500gr/1 pound raw shrimp, shelled and deveined

4 Tblsp extra virgin olive oil

1 lemon, juiced

5-6 cloves garlic, minced

1 Tblsp flour

1 tsp pepper

6 Tbslp salted butter

1 tsp pepper

2 tablespoons fresh parsley, chopped

In a large ziploc bag, put everything except for the butter and the parsley. Toss everything around and put in the fridge for 1 hour up to 24 hours. When ready to cook, heat the butter in a large skillet and with the aid of a slotted spoon, remove shrimp from the marinade and add to the pan. Cook for about 3 minutes on each side. Remove from the pan, place in a serving bowl, along with the juices from the pan. Add the chopped parsley and serve.

BALSAMIC BLACKBERRY PIE

For the dough:

1½ cups all-purpose flour

113gr/1 stick unsalted butter, chilled and cut into cubes

4 Tbslp ice cold water

In the bowl of your stand mixer fitted with the paddle attachment, combine flour and butter (alternately, use hand mixer). Mix for about 2-3 minutes, until mixture resembles coarse meal. Add the cold water in a slow and steady stream, until dough comes together. Remove pie dough from food processor and shape into a flat disk. Wrap in cling film and refrigerate for at least 30 minutes.

For the filling:

600gr/ 20 oz fresh blackberries

150g/3/4 cup brown sugar

2 Tbslp potato starch or cornstarch

2 Tbslp balsamic vinegar

Zest of 1 lemon

Mix blackberries, sugars, starch, balsamic and lemon zest in a bowl.

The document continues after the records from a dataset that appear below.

//! Requested OAuth scopes.

// std
use std::collections::BTreeSet;
// self
use crate::_prelude::*;

/// Scope every OpenID Connect authorization request must carry.
pub const OPENID_SCOPE: &str = "openid";

/// Rejected scope entries.
#[derive(Clone, Debug, PartialEq, Eq, Serialize, Deserialize, ThisError)]
pub enum ScopeValidationError {
	/// An entry is the empty string.
	#[error("Scope entries cannot be empty.")]
	Empty,
	/// An entry embeds whitespace, which would split it on the wire.
	#[error("Scope contains whitespace: {scope}.")]
	ContainsWhitespace {
		/// Offending entry.
		scope: String,
	},
}

/// Sorted, duplicate-free scope list.
///
/// Stored configs serialize it as a JSON array.
#[derive(Clone, Default, PartialEq, Eq, Hash, Serialize, Deserialize)]
#[serde(try_from = "Vec<String>", into = "Vec<String>")]
pub struct ScopeSet(Arc<[String]>);
impl ScopeSet {
	/// Validates and normalizes `scopes`.
	pub fn new<I, S>(scopes: I) -> Result<Self, ScopeValidationError>
	where
		I: IntoIterator<Item = S>,
		S: Into<String>,
	{
		let mut set = BTreeSet::new();

		for scope in scopes {
			let scope = scope.into();

			if scope.is_empty() {
				return Err(ScopeValidationError::Empty);
			}
			if scope.chars().any(char::is_whitespace) {
				return Err(ScopeValidationError::ContainsWhitespace { scope });
			}

			set.insert(scope);
		}

		Ok(Self::from_sorted(set))
	}

	/// Returns the set with [`OPENID_SCOPE`] added.
	pub fn with_openid(&self) -> Self {
		if self.contains(OPENID_SCOPE) {
			return self.clone();
		}

		let mut set = self.0.iter().cloned().collect::<BTreeSet<_>>();

		set.insert(OPENID_SCOPE.into());

		Self::from_sorted(set)
	}

	/// Number of scopes.
	pub fn len(&self) -> usize {
		self.0.len()
	}

	/// Returns `true` when no scope is requested.
	pub fn is_empty(&self) -> bool {
		self.0.is_empty()
	}

	/// Returns `true` when `scope` is part of the set.
	pub fn contains(&self, scope: &str) -> bool {
		self.0.binary_search_by(|candidate| candidate.as_str().cmp(scope)).is_ok()
	}

	/// Scopes in sorted order.
	pub fn iter(&self) -> impl Iterator<Item = &str> {
		self.0.iter().map(String::as_str)
	}

	/// The `scope` parameter value using the provider's delimiter; `None` when empty.
	pub fn joined(&self, delimiter: char) -> Option<String> {
		(!self.is_empty()).then(|| self.0.join(delimiter.to_string().as_str()))
	}

	fn from_sorted(set: BTreeSet<String>) -> Self {
		Self(set.into_iter().collect())
	}
}
impl TryFrom<Vec<String>> for ScopeSet {
	type Error = ScopeValidationError;

	fn try_from(scopes: Vec<String>) -> Result<Self, Self::Error> {
		Self::new(scopes)
	}
}
impl From<ScopeSet> for Vec<String> {
	fn from(scopes: ScopeSet) -> Self {
		scopes.0.to_vec()
	}
}
impl Debug for ScopeSet {
	fn fmt(&self, f: &mut Formatter) -> FmtResult {
		f.debug_list().entries(self.iter()).finish()
	}
}
impl Display for ScopeSet {
	fn fmt(&self, f: &mut Formatter) -> FmtResult {
		f.write_str(&self.0.join(" "))
	}
}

Turn the mixture with a spoon several times to ensure the blackberries are coated.

For the crumble:

100gr/1 cup rolled oats

½ cup all-purpose flour

½ cup brown sugar

125gr/1 cup chopped pecan nuts or walnuts

1 tsp sea salt

113 gr/1 stick unsalted butter, chilled and cut into small cubes

Stir together oats, flour, brown sugar, nuts and sea salt in large bowl. Add butter and rub into the mix with your fingertips until clumps form.

To assemble: 

Preheat oven to 200C/400F. Roll out dough on a floured surface and transfer to 2ocm/9in pie plate. Trim edges and fold under. Spoon the blackberry filling into the dough. Sprinkle the crumble on top, fully covering the blackberries. Bake pie for 45–50 minutes, until filling is bubbling and topping is brown and crisp. Check pie after 30 minutes of baking and cover with tin foil if browning too quickly. Allow to cool and serve.